Sebagaimana diumumkan oleh Presiden DFL (federasi sepakbola Jerman) Reinhard Rauball pada Selasa (25/3) kemaren, Jerman telah menolak penggunaan Goal Line Technology (GLT) untuk Bundesliga dan divisi dua Bundesliga. Keputusan ini diambil berdasarkan hasil voting, dengan 60% suara tidak menyetujui penggunaan teknologi tersebut. Mayoritas suara penolakan sendiri berasal dari klub divisi dua, dengan hanya 3 dari 18 tim yang menginginkan adanya GLT.
Mahalnya biaya GLT menjadi alasan di balik penolakan tersebut. Untuk menerapkan teknologi ini, masing-masing klub di Jerman memang mesti merogoh kocek senilai 420.000 poundsterling, atau setara 7,9 miliar rupiah, untuk penggunaan selama tiga tahun. Biaya inilah yang ditawarkan oleh perusahaan pemasok GLT asal Jerman, GoalControl.

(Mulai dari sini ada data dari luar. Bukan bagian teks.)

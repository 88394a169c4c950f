//! Integration tests for mean-centering and intercept recovery.

use linreg_core::math::Matrix;
use linreg_core::preprocessing::{fit_centering, fit_transform};
use linreg_core::stats::mean_all;
use linreg_core::MatrixError;

fn data() -> (Matrix, Matrix) {
    let x = Matrix::from_shape_vec((3, 2), vec![1.0, 10.0, 2.0, 20.0, 3.0, 30.0]).unwrap();
    let y = Matrix::from_shape_vec((3, 1), vec![5.0, 7.0, 9.0]).unwrap();
    (x, y)
}

#[test]
fn offsets_are_column_means() {
    let (x, y) = data();
    let centering = fit_centering(&x, &y).unwrap();
    assert_eq!(centering.x_offset.as_slice(), &[2.0, 20.0]);
    assert_eq!(centering.y_offset.as_slice(), &[7.0]);
}

#[test]
fn centered_columns_have_zero_mean_and_inputs_are_untouched() {
    let (x, y) = data();
    let x_before = x.clone();
    let (_, x_c, y_c) = fit_transform(&x, &y).unwrap();

    assert_eq!(x_c.as_slice(), &[-1.0, -10.0, 0.0, 0.0, 1.0, 10.0]);
    assert_eq!(mean_all(&y_c), 0.0);
    assert_eq!(x, x_before);
}

#[test]
fn recovered_bias_matches_the_generating_intercept() {
    // y = 2 * x0 + 3
    let (x, y) = data();
    let centering = fit_centering(&x, &y).unwrap();
    let theta = Matrix::from_shape_vec((2, 1), vec![2.0, 0.0]).unwrap();
    assert_eq!(centering.recover_bias(&theta).unwrap(), 3.0);
}

#[test]
fn centering_rejects_bad_targets_and_empty_data() {
    let (x, _) = data();
    assert!(matches!(
        fit_centering(&x, &Matrix::zeros(2, 1)),
        Err(MatrixError::ShapeMismatch { .. })
    ));
    assert!(matches!(
        fit_centering(&Matrix::zeros(0, 2), &Matrix::zeros(0, 1)),
        Err(MatrixError::InvalidParameter(_))
    ));
}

Nilai ini sebenarnya jauh lebih tinggi dibandingkan dengan GLT yang akan digunakan oleh klub-klub Inggris. Dengan menggunakan produk HawkEye, perusahaan asal Inggris yang menyuplai teknologi serupa untuk tenis dan kriket, masing-masing klub "hanya" akan mengeluarkan biaya sebesar 475.000 poundsterling, atau 8,9 miliar rupiah, yang bisa digunakan selama lima tahun.
Artinya, klub asal Jerman mesti mengeluarkan biaya 2,16 miliar rupiah tiap tahun, sementara klub asal Inggris hanya  1,78 miliar pertahun.

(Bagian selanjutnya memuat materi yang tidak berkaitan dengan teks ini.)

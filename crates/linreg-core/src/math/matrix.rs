use std::fmt;
use std::ops::{Index, IndexMut};

use num_traits::{Num, NumCast};

use crate::error::{MatrixError, Result};

/// Numeric element stored in an [`Array2`].
pub trait Element:
    Copy + PartialOrd + fmt::Debug + fmt::Display + Num + NumCast + Send + Sync + 'static
{
    /// Number of terms of `low, low + step, ...` strictly below `high`, for a
    /// positive `step`. `None` when the count is not representable.
    fn range_len(low: Self, high: Self, step: Self) -> Option<usize>;

    /// Term `n` of that sequence, `low + n * step`.
    ///
    /// Only called with `n < range_len(..)`, so the term lies in `[low, high)`.
    fn range_term(low: Self, step: Self, n: usize) -> Self;
}

macro_rules! int_element {
    ($($t:ty),*) => {$(
        impl Element for $t {
            fn range_len(low: Self, high: Self, step: Self) -> Option<usize> {
                if low >= high {
                    return Some(0);
                }
                let span = high as i128 - low as i128;
                let step = step as i128;
                usize::try_from((span + step - 1) / step).ok()
            }

            fn range_term(low: Self, step: Self, n: usize) -> Self {
                (low as i128 + step as i128 * n as i128) as $t
            }
        }
    )*};
}

macro_rules! float_element {
    ($($t:ty),*) => {$(
        impl Element for $t {
            fn range_len(low: Self, high: Self, step: Self) -> Option<usize> {
                if !(low.is_finite() && high.is_finite() && step.is_finite()) {
                    return None;
                }
                if low >= high {
                    return Some(0);
                }
                let n = ((high - low) / step).ceil();
                if n.is_finite() && n < usize::MAX as $t {
                    Some(n as usize)
                } else {
                    None
                }
            }

            fn range_term(low: Self, step: Self, n: usize) -> Self {
                low + step * n as $t
            }
        }
    )*};
}

int_element!(i32, i64, isize, u32, u64, usize);
float_element!(f32, f64);

/// Axis selector for reductions, broadcasts, ranges and gathers.
///
/// `Axis::Rows` walks down the rows (row selection, column vectors, column-wise
/// reductions); `Axis::Cols` walks across the columns.
#[derive(Clone, Copy, Debug, PartialEq, Eq)]
pub enum Axis {
    Rows,
    Cols,
}

/// Dense, row-major, two-dimensional buffer.
///
/// Element `(i, j)` lives at offset `i * cols + j` and `data.len()` always
/// equals `rows * cols`. A matrix with zero rows or zero columns is a valid
/// empty matrix.
#[derive(Clone, Debug, PartialEq)]
pub struct Array2<T> {
    pub(crate) data: Vec<T>,
    pub(crate) rows: usize,
    pub(crate) cols: usize,
}

/// Real-valued matrix.
pub type Matrix = Array2<f64>;

/// Integer matrix, mostly used as a list of row/column coordinates.
pub type IndexMatrix = Array2<i64>;

impl<T> Array2<T> {
    pub fn from_shape_vec(shape: (usize, usize), data: Vec<T>) -> Result<Self> {
        let (rows, cols) = shape;
        if rows.checked_mul(cols) != Some(data.len()) {
            return Err(MatrixError::InvalidBuffer {
                rows,
                cols,
                len: data.len(),
            });
        }
        Ok(Self { data, rows, cols })
    }

    pub fn new(rows: usize, cols: usize, data: Vec<T>) -> Result<Self> {
        Self::from_shape_vec((rows, cols), data)
    }

    pub fn nrows(&self) -> usize {
        self.rows
    }

    pub fn ncols(&self) -> usize {
        self.cols
    }

    pub fn shape(&self) -> (usize, usize) {
        (self.rows, self.cols)
    }

    pub fn len(&self) -> usize {
        self.data.len()
    }

    pub fn is_empty(&self) -> bool {
        self.data.is_empty()
    }

    pub fn is_row_vector(&self) -> bool {
        self.rows == 1
    }

    pub fn is_column_vector(&self) -> bool {
        self.cols == 1
    }

    pub fn as_slice(&self) -> &[T] {
        &self.data
    }

    pub fn as_mut_slice(&mut self) -> &mut [T] {
        &mut self.data
    }

    #[inline]
    pub(crate) fn offset(&self, row: usize, col: usize) -> usize {
        row * self.cols + col
    }

    pub fn row_slice(&self, row: usize) -> &[T] {
        let start = self.offset(row, 0);
        &self.data[start..start + self.cols]
    }

    pub fn to_vec(&self) -> Vec<T>
    where
        T: Clone,
    {
        self.data.clone()
    }
}

impl<T: Element> Array2<T> {
    /// Allocate a zero-initialized `rows x cols` matrix.
    ///
    /// Reports [`MatrixError::Allocation`] instead of aborting when the
    /// element count overflows or the allocator refuses the reservation.
    pub fn create(rows: usize, cols: usize) -> Result<Self> {
        let len = rows
            .checked_mul(cols)
            .ok_or(MatrixError::Allocation { rows, cols })?;
        let mut data = Vec::new();
        data.try_reserve_exact(len)
            .map_err(|_| MatrixError::Allocation { rows, cols })?;
        data.resize(len, T::zero());
        Ok(Self { data, rows, cols })
    }

    /// # Panics
    ///
    /// When `rows * cols` overflows `usize`. [`Array2::create`] is the
    /// fallible form.
    pub fn zeros(rows: usize, cols: usize) -> Self {
        Self::from_elem(rows, cols, T::zero())
    }

    /// # Panics
    ///
    /// When `rows * cols` overflows `usize`.
    pub fn from_elem(rows: usize, cols: usize, value: T) -> Self {
        let len = match rows.checked_mul(cols) {
            Some(len) => len,
            None => panic!("matrix of {} x {} elements overflows usize", rows, cols),
        };
        Self {
            data: vec![value; len],
            rows,
            cols,
        }
    }

    /// Deep copy into an existing matrix of the same shape.
    pub fn copy_into(&self, dst: &mut Array2<T>) -> Result<()> {
        if self.shape() != dst.shape() {
            return Err(MatrixError::shape("copy_into", self.shape(), dst.shape()));
        }
        dst.data.copy_from_slice(&self.data);
        Ok(())
    }

    pub fn fill(&mut self, value: T) {
        for v in self.data.iter_mut() {
            *v = value;
        }
    }
}

impl<T> Index<(usize, usize)> for Array2<T> {
    type Output = T;

    fn index(&self, index: (usize, usize)) -> &Self::Output {
        let offset = self.offset(index.0, index.1);
        &self.data[offset]
    }
}

impl<T> IndexMut<(usize, usize)> for Array2<T> {
    fn index_mut(&mut self, index: (usize, usize)) -> &mut Self::Output {
        let offset = self.offset(index.0, index.1);
        &mut self.data[offset]
    }
}

impl<T: fmt::Display> fmt::Display for Array2<T> {
    fn fmt(&self, f: &mut fmt::Formatter<'_>) -> fmt::Result {
        write!(f, "[")?;
        for row in 0..self.rows {
            if row > 0 {
                write!(f, ",\n ")?;
            }
            write!(f, "[")?;
            for (idx, value) in self.row_slice(row).iter().enumerate() {
                if idx > 0 {
                    write!(f, ", ")?;
                }
                write!(f, "{}", value)?;
            }
            write!(f, "]")?;
        }
        write!(f, "]")
    }
}

#[cfg(test)]
mod tests {
    use super::*;

    #[test]
    fn create_is_zeroed_and_shaped() {
        let m = Matrix::create(3, 4).unwrap();
        assert_eq!(m.shape(), (3, 4));
        assert_eq!(m.len(), 12);
        assert!(m.as_slice().iter().all(|&v| v == 0.0));
    }

    #[test]
    fn create_reports_overflow_as_allocation_error() {
        let err = Matrix::create(usize::MAX, 2).unwrap_err();
        assert_eq!(
            err,
            MatrixError::Allocation {
                rows: usize::MAX,
                cols: 2
            }
        );
    }

    #[test]
    fn empty_matrix_is_valid() {
        let m = IndexMatrix::create(0, 5).unwrap();
        assert!(m.is_empty());
        assert_eq!(m.shape(), (0, 5));
    }

    #[test]
    fn copy_into_requires_matching_shape() {
        let src = Matrix::from_elem(2, 2, 1.5);
        let mut dst = Matrix::zeros(2, 2);
        src.copy_into(&mut dst).unwrap();
        assert_eq!(dst, src);

        let mut wrong = Matrix::zeros(2, 3);
        assert!(matches!(
            src.copy_into(&mut wrong),
            Err(MatrixError::ShapeMismatch { .. })
        ));
    }

    #[test]
    #[should_panic(expected = "overflows usize")]
    fn from_elem_panics_on_size_overflow() {
        let _ = Matrix::from_elem(usize::MAX, 2, 1.0);
    }

    #[test]
    fn display_prints_rows() {
        let m = IndexMatrix::from_shape_vec((2, 2), vec![1, 2, 3, 4]).unwrap();
        assert_eq!(m.to_string(), "[[1, 2],\n [3, 4]]");
    }
}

Selain Bundesliga, pada April 2013 MLS juga menolak penggunaan GLT karena alasan yang sama, yaitu biaya. Harga yang ditawarkan oleh GoalControl untuk klub di Amerika adalah: biaya instalasi 3,1 miliar rupiah ($260.000) per-stadion, dengan harga penggunaan GLT tiap laga senilai  47 juta rupiah ($3.900). Biaya ini dirasa masih sangat tinggi dan akan memberatkan klub-klub MLS.Â
Ya, ternyata perdebatan tentang keadilan untuk satu tim dan keabsahan suatu gol memang harus selesai karena biaya.